The English club said in a statement that the conclusions of the report published Monday “vindicated Liverpool fans” while finding Uefa was chiefly responsible for the “organizational failings, absence of overall control or oversight of safety and security, poor planning and lack of contingency plans.”
Ahead of the final held in Saint-Denis outside Paris on May 28, 2022, Liverpool fans were corralled through a narrow concourse on their way to the stadium which, in conjunction with delays at the ticket gates, led to congestion that posed a “clear and immediate danger” of becoming a “fatal crush,” the Independent Review Panel said.
The report also detailed how police used tear gas on “disorderly groups of locals” and pepper spray on fans who had valid tickets to the match, which was ultimately delayed due to the chaos outside the stadium.
“It is remarkable that no one lost their life,” the report stated.
It added: “All the stakeholders interviewed by the Panel have agreed that this situation was a near-miss: a term used when an event almost turns into a mass fatality catastrophe.”
The investigation also found there to be no evidence of there being an “abnormally high” number of people trying to access the stadium with counterfeit tickets, or without tickets at all, a claim that was initially asserted by Uefa, French authorities and the French Football Federation (FFF).
It acknowledged shortcomings by other entities such as the French police and the FFF, but highlighted that Uefa was “at the wheel.”
The actions of Liverpool fans on the night of the final was “probably instrumental in protecting vulnerable people and averting what might well have been more serious injuries and deaths,” the report, led by Dr.

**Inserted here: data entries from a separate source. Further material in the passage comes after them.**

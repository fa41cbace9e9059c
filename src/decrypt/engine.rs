//! Decryption engine
//!
//! Owns the candidate password list and the primitive operations:
//! inspect a single file, decrypt a single file, decrypt a directory,
//! and list PDF files. The engine is constructed once at server
//! startup and holds no mutable state.

use crate::decrypt::passwords;
use crate::error::{Error, Result};
use crate::pdf::{PdfReader, QpdfWrapper};
use std::path::{Path, PathBuf};

/// Filename marker appended to the stem of engine-produced output files.
pub const DECRYPTED_SUFFIX: &str = "_decrypted";

/// Sentinel reported for metadata fields that are absent or unreadable.
pub const UNKNOWN_FIELD: &str = "unknown";

/// Encryption status of a single file, derived per call
#[derive(Debug, Clone)]
pub struct EncryptionStatus {
    /// Whether a password is required to read page content
    pub is_encrypted: bool,
    /// Number of pages (0 when the document is locked)
    pub page_count: u32,
    pub title: String,
    pub author: String,
    pub creator: String,
    pub producer: String,
    /// File size in bytes
    pub file_size: u64,
}

/// Successful outcome of a single-file decryption
#[derive(Debug, Clone)]
pub struct DecryptionOutcome {
    /// Path of the file that was written
    pub output_path: PathBuf,
    /// Winning password; empty for unencrypted pass-through copies
    pub password_used: String,
    /// Whether the input carried the encryption flag
    pub was_encrypted: bool,
}

/// Per-file record inside a batch run
#[derive(Debug, Clone)]
pub struct BatchFileOutcome {
    pub file: String,
    pub success: bool,
    pub is_encrypted: Option<bool>,
    pub output_path: Option<String>,
    pub password_used: Option<String>,
    pub error: Option<String>,
}

/// Aggregated outcome of a batch run.
///
/// Counters are incremented only on terminal outcomes: a file that
/// fails inspection or decryption increments `failed_files` alone,
/// `processed_files` counts unencrypted copies plus successful
/// decryptions, and `encrypted_files`/`decrypted_files` count
/// successful decryptions only.
#[derive(Debug, Clone, Default)]
pub struct BatchOutcome {
    pub total_files: u32,
    pub processed_files: u32,
    pub encrypted_files: u32,
    pub decrypted_files: u32,
    pub failed_files: u32,
    pub results: Vec<BatchFileOutcome>,
}

/// A PDF file found by a directory listing
#[derive(Debug, Clone)]
pub struct PdfFileEntry {
    pub name: String,
    pub path: String,
    pub size: u64,
    /// Last modified time (ISO 8601 format)
    pub modified: Option<String>,
    /// Whether the name carries the decrypted-output suffix
    pub is_decrypted: bool,
}

/// Derive the default output path: `<dir>/<stem>_decrypted.<ext>`
/// alongside the input.
pub fn decrypted_output_path(input: &Path) -> PathBuf {
    let stem = input
        .file_stem()
        .map(|s| s.to_string_lossy().to_string())
        .unwrap_or_default();
    let ext = input
        .extension()
        .map(|e| e.to_string_lossy().to_string())
        .unwrap_or_else(|| "pdf".to_string());
    input.with_file_name(format!("{}{}.{}", stem, DECRYPTED_SUFFIX, ext))
}

/// Whether a filename stem ends with the decrypted-output suffix
pub fn has_decrypted_suffix(name: &str) -> bool {
    Path::new(name)
        .file_stem()
        .map(|s| s.to_string_lossy().ends_with(DECRYPTED_SUFFIX))
        .unwrap_or(false)
}

fn is_pdf_path(path: &Path) -> bool {
    path.extension()
        .map(|ext| ext.eq_ignore_ascii_case("pdf"))
        .unwrap_or(false)
}

/// Write the output file, creating parent directories if needed.
fn write_output(path: &Path, data: &[u8]) -> Result<()> {
    if let Some(parent) = path.parent() {
        if !parent.as_os_str().is_empty() && !parent.exists() {
            std::fs::create_dir_all(parent)?;
        }
    }
    std::fs::write(path, data)?;
    Ok(())
}

/// Refuse output paths that would clobber the input. The derived
/// default never collides; this guards caller-supplied paths.
fn ensure_distinct(output: &Path, input: &Path) -> Result<()> {
    let same = match (std::fs::canonicalize(output), std::fs::canonicalize(input)) {
        (Ok(out), Ok(inp)) => out == inp,
        _ => output == input,
    };
    if same {
        return Err(Error::OutputPathConflict {
            path: output.display().to_string(),
        });
    }
    Ok(())
}

/// The decryption engine
pub struct DecryptEngine {
    passwords: Vec<String>,
}

impl DecryptEngine {
    /// Create an engine with the built-in candidate password list
    pub fn new() -> Self {
        Self::with_passwords(passwords::candidate_passwords())
    }

    /// Create an engine with a custom candidate password list
    pub fn with_passwords(passwords: Vec<String>) -> Self {
        Self { passwords }
    }

    /// The candidate passwords, in trial order
    pub fn candidate_passwords(&self) -> &[String] {
        &self.passwords
    }

    /// Inspect a file: encryption flag, page count, best-effort metadata.
    pub fn inspect<P: AsRef<Path>>(&self, path: P) -> Result<EncryptionStatus> {
        let path = path.as_ref();

        if !path.is_file() {
            return Err(Error::PdfNotFound {
                path: path.display().to_string(),
            });
        }

        let data = std::fs::read(path)?;
        let file_size = data.len() as u64;
        let (is_encrypted, page_count) = QpdfWrapper::probe(&data)?;

        // Metadata is best-effort: a locked or otherwise unreadable
        // document degrades to the unknown sentinel instead of failing.
        let meta = PdfReader::open_bytes(&data, None)
            .map(|reader| reader.metadata().clone())
            .unwrap_or_default();

        Ok(EncryptionStatus {
            is_encrypted,
            page_count,
            title: meta.title.unwrap_or_else(|| UNKNOWN_FIELD.to_string()),
            author: meta.author.unwrap_or_else(|| UNKNOWN_FIELD.to_string()),
            creator: meta.creator.unwrap_or_else(|| UNKNOWN_FIELD.to_string()),
            producer: meta.producer.unwrap_or_else(|| UNKNOWN_FIELD.to_string()),
            file_size,
        })
    }

    /// Decrypt a single file.
    ///
    /// Unencrypted inputs are copied verbatim to the output path with an
    /// empty `password_used`. Encrypted inputs are tried against the
    /// supplied password, or the full candidate list when none is given;
    /// the first accepted password wins and the pages are re-encoded
    /// into a fresh unencrypted container. The input file is never
    /// touched, and nothing is written unless a trial succeeds.
    pub fn decrypt_one<P: AsRef<Path>>(
        &self,
        input_path: P,
        output_path: Option<&Path>,
        password: Option<&str>,
    ) -> Result<DecryptionOutcome> {
        let input_path = input_path.as_ref();

        if !input_path.is_file() {
            return Err(Error::PdfNotFound {
                path: input_path.display().to_string(),
            });
        }

        let data = std::fs::read(input_path)?;
        let output_path = match output_path {
            Some(path) => path.to_path_buf(),
            None => decrypted_output_path(input_path),
        };
        ensure_distinct(&output_path, input_path)?;

        let (is_encrypted, _) = QpdfWrapper::probe(&data)?;

        if !is_encrypted {
            // Pass-through, not a no-op: the caller still gets an output
            // file, byte identical to the input.
            write_output(&output_path, &data)?;
            return Ok(DecryptionOutcome {
                output_path,
                password_used: String::new(),
                was_encrypted: false,
            });
        }

        let trials: Vec<&str> = match password {
            Some(pwd) => vec![pwd],
            None => self.passwords.iter().map(String::as_str).collect(),
        };

        for trial in trials {
            // A rejected or crashing trial is just a wrong password; the
            // next candidate still gets its turn.
            match QpdfWrapper::unlock(&data, trial) {
                Ok(decrypted) => {
                    write_output(&output_path, &decrypted)?;
                    return Ok(DecryptionOutcome {
                        output_path,
                        password_used: trial.to_string(),
                        was_encrypted: true,
                    });
                }
                Err(e) => {
                    tracing::debug!(error = %e, "password trial rejected");
                }
            }
        }

        Err(Error::DecryptionFailed)
    }

    /// Decrypt every PDF in a directory, skipping prior `_decrypted`
    /// outputs. One bad file never aborts the batch; its error is
    /// recorded per entry and iteration continues.
    pub fn decrypt_batch<P: AsRef<Path>>(
        &self,
        directory: P,
        password: Option<&str>,
    ) -> Result<BatchOutcome> {
        let directory = directory.as_ref();

        if !directory.is_dir() {
            return Err(Error::PdfNotFound {
                path: directory.display().to_string(),
            });
        }

        let mut candidates: Vec<(String, PathBuf)> = Vec::new();
        for entry in std::fs::read_dir(directory)? {
            let entry = match entry {
                Ok(e) => e,
                Err(_) => continue, // Skip entries we can't read
            };
            let path = entry.path();
            if !path.is_file() || !is_pdf_path(&path) {
                continue;
            }
            let name = path
                .file_name()
                .map(|n| n.to_string_lossy().to_string())
                .unwrap_or_default();
            if has_decrypted_suffix(&name) {
                continue;
            }
            candidates.push((name, path));
        }

        let mut outcome = BatchOutcome {
            total_files: candidates.len() as u32,
            ..BatchOutcome::default()
        };

        for (name, path) in candidates {
            let status = match self.inspect(&path) {
                Ok(status) => status,
                Err(e) => {
                    tracing::warn!(file = %name, error = %e, "inspection failed");
                    outcome.failed_files += 1;
                    outcome.results.push(BatchFileOutcome {
                        file: name,
                        success: false,
                        is_encrypted: None,
                        output_path: None,
                        password_used: None,
                        error: Some(e.client_message()),
                    });
                    continue;
                }
            };

            if !status.is_encrypted {
                outcome.processed_files += 1;
                outcome.results.push(BatchFileOutcome {
                    file: name,
                    success: true,
                    is_encrypted: Some(false),
                    output_path: None,
                    password_used: None,
                    error: None,
                });
                continue;
            }

            match self.decrypt_one(&path, None, password) {
                Ok(result) => {
                    outcome.processed_files += 1;
                    outcome.encrypted_files += 1;
                    outcome.decrypted_files += 1;
                    outcome.results.push(BatchFileOutcome {
                        file: name,
                        success: true,
                        is_encrypted: Some(true),
                        output_path: Some(result.output_path.display().to_string()),
                        password_used: Some(result.password_used),
                        error: None,
                    });
                }
                Err(e) => {
                    tracing::warn!(file = %name, error = %e, "decryption failed");
                    outcome.failed_files += 1;
                    outcome.results.push(BatchFileOutcome {
                        file: name,
                        success: false,
                        is_encrypted: Some(true),
                        output_path: None,
                        password_used: None,
                        error: Some(e.client_message()),
                    });
                }
            }
        }

        Ok(outcome)
    }

    /// List PDF files in a directory. Engine-produced `_decrypted`
    /// outputs are excluded unless `include_decrypted` is set.
    pub fn list_files<P: AsRef<Path>>(
        &self,
        directory: P,
        include_decrypted: bool,
        pattern: Option<&glob::Pattern>,
    ) -> Result<Vec<PdfFileEntry>> {
        let directory = directory.as_ref();

        if !directory.is_dir() {
            return Err(Error::PdfNotFound {
                path: directory.display().to_string(),
            });
        }

        let mut files = Vec::new();
        for entry in std::fs::read_dir(directory)? {
            let entry = match entry {
                Ok(e) => e,
                Err(_) => continue,
            };
            let path = entry.path();
            if !path.is_file() || !is_pdf_path(&path) {
                continue;
            }

            let name = path
                .file_name()
                .map(|n| n.to_string_lossy().to_string())
                .unwrap_or_default();
            let is_decrypted = has_decrypted_suffix(&name);
            if is_decrypted && !include_decrypted {
                continue;
            }
            if let Some(pat) = pattern {
                if !pat.matches(&name) {
                    continue;
                }
            }

            let metadata = std::fs::metadata(&path).ok();
            let size = metadata.as_ref().map(|m| m.len()).unwrap_or(0);
            let modified = metadata
                .as_ref()
                .and_then(|m| m.modified().ok())
                .and_then(|t| t.duration_since(std::time::UNIX_EPOCH).ok())
                .map(|d| {
                    chrono::DateTime::from_timestamp(d.as_secs() as i64, 0)
                        .map(|dt| dt.to_rfc3339())
                        .unwrap_or_default()
                });

            files.push(PdfFileEntry {
                name,
                path: path.to_string_lossy().to_string(),
                size,
                modified,
                is_decrypted,
            });
        }

        // Sort by name for consistent ordering
        files.sort_by(|a, b| a.name.cmp(&b.name));

        Ok(files)
    }
}

impl Default for DecryptEngine {
    fn default() -> Self {
        Self::new()
    }
}
//! Test fixtures built in memory, so the suite carries no binary files.

use qpdf::{EncryptionParams, EncryptionParamsR6, PrintPermission, QPdf};

/// Build a minimal valid single-page PDF with a correct xref table.
pub(crate) fn minimal_pdf() -> Vec<u8> {
    let objects = [
        "1 0 obj\n<< /Type /Catalog /Pages 2 0 R >>\nendobj\n",
        "2 0 obj\n<< /Type /Pages /Kids [3 0 R] /Count 1 >>\nendobj\n",
        "3 0 obj\n<< /Type /Page /Parent 2 0 R /MediaBox [0 0 612 792] /Resources << >> >>\nendobj\n",
    ];

    let mut out = String::from("%PDF-1.4\n");
    let mut offsets = Vec::with_capacity(objects.len());
    for object in objects {
        offsets.push(out.len());
        out.push_str(object);
    }

    let xref_pos = out.len();
    out.push_str("xref\n0 4\n0000000000 65535 f \n");
    for offset in &offsets {
        out.push_str(&format!("{:010} 00000 n \n", offset));
    }
    out.push_str(&format!(
        "trailer\n<< /Size 4 /Root 1 0 R >>\nstartxref\n{}\n%%EOF\n",
        xref_pos
    ));

    out.into_bytes()
}

/// Encrypt the minimal PDF with the given user password (AES-256).
pub(crate) fn encrypted_pdf(user_password: &str) -> Vec<u8> {
    encrypted_pdf_with_owner(user_password, user_password)
}

/// Encrypt the minimal PDF with distinct user and owner passwords.
/// An empty user password yields a document that opens without a
/// password but still carries the encryption flag.
pub(crate) fn encrypted_pdf_with_owner(user_password: &str, owner_password: &str) -> Vec<u8> {
    let qpdf = QPdf::read_from_memory(&minimal_pdf()).expect("minimal PDF must parse");

    let encryption = EncryptionParams::R6(EncryptionParamsR6 {
        user_password: user_password.to_string(),
        owner_password: owner_password.to_string(),
        allow_accessibility: true,
        allow_extract: true,
        allow_assemble: true,
        allow_annotate_and_form: true,
        allow_form_filling: true,
        allow_modify_other: true,
        allow_print: PrintPermission::Full,
        encrypt_metadata: true,
    });

    let mut writer = qpdf.writer();
    writer.encryption_params(encryption);
    writer
        .write_to_memory()
        .expect("encrypting minimal PDF must succeed")
}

Tiago Brandão Rodrigues, added.
After the report was published, Uefa general secretary Theodore Theodoridis said he apologized “most sincerely once again to all those who were affected by the events that unfolded on what should have been a celebration at the pinnacle of the club season.”
“In particular, I would like to apologize to the supporters of Liverpool FC for the experiences many of them had when attending the game and for the messages released prior to and during the game which had the effect of unjustly blaming them for the situation leading to the delayed kick-off.”
The European football body said it was “reviewing the recommendations of the Panel in order to introduce appropriate changes and arrangements to ensure the highest level of safety for fans at future finals.”
Liverpool said in the statement Tuesday that it was “shocking” that groups of fans or clubs could experience such “fundamental safety failings” more than 30 years after the 1989 Hillsborough disaster, in which 97 Liverpool fans were killed by a crush caused by a bottleneck during an FA Cup match.
“But even more concerning is the realization that for families, friends and survivors of Hillsborough, Paris has only exacerbated their suffering,” the club said.
Local police authorities and some newspapers initially blamed the Hillsborough disaster on the behavior of Liverpool fans. A probe nearly three decades later found the fans had been unlawfully killed as a result of gross negligence by the police and other emergency services.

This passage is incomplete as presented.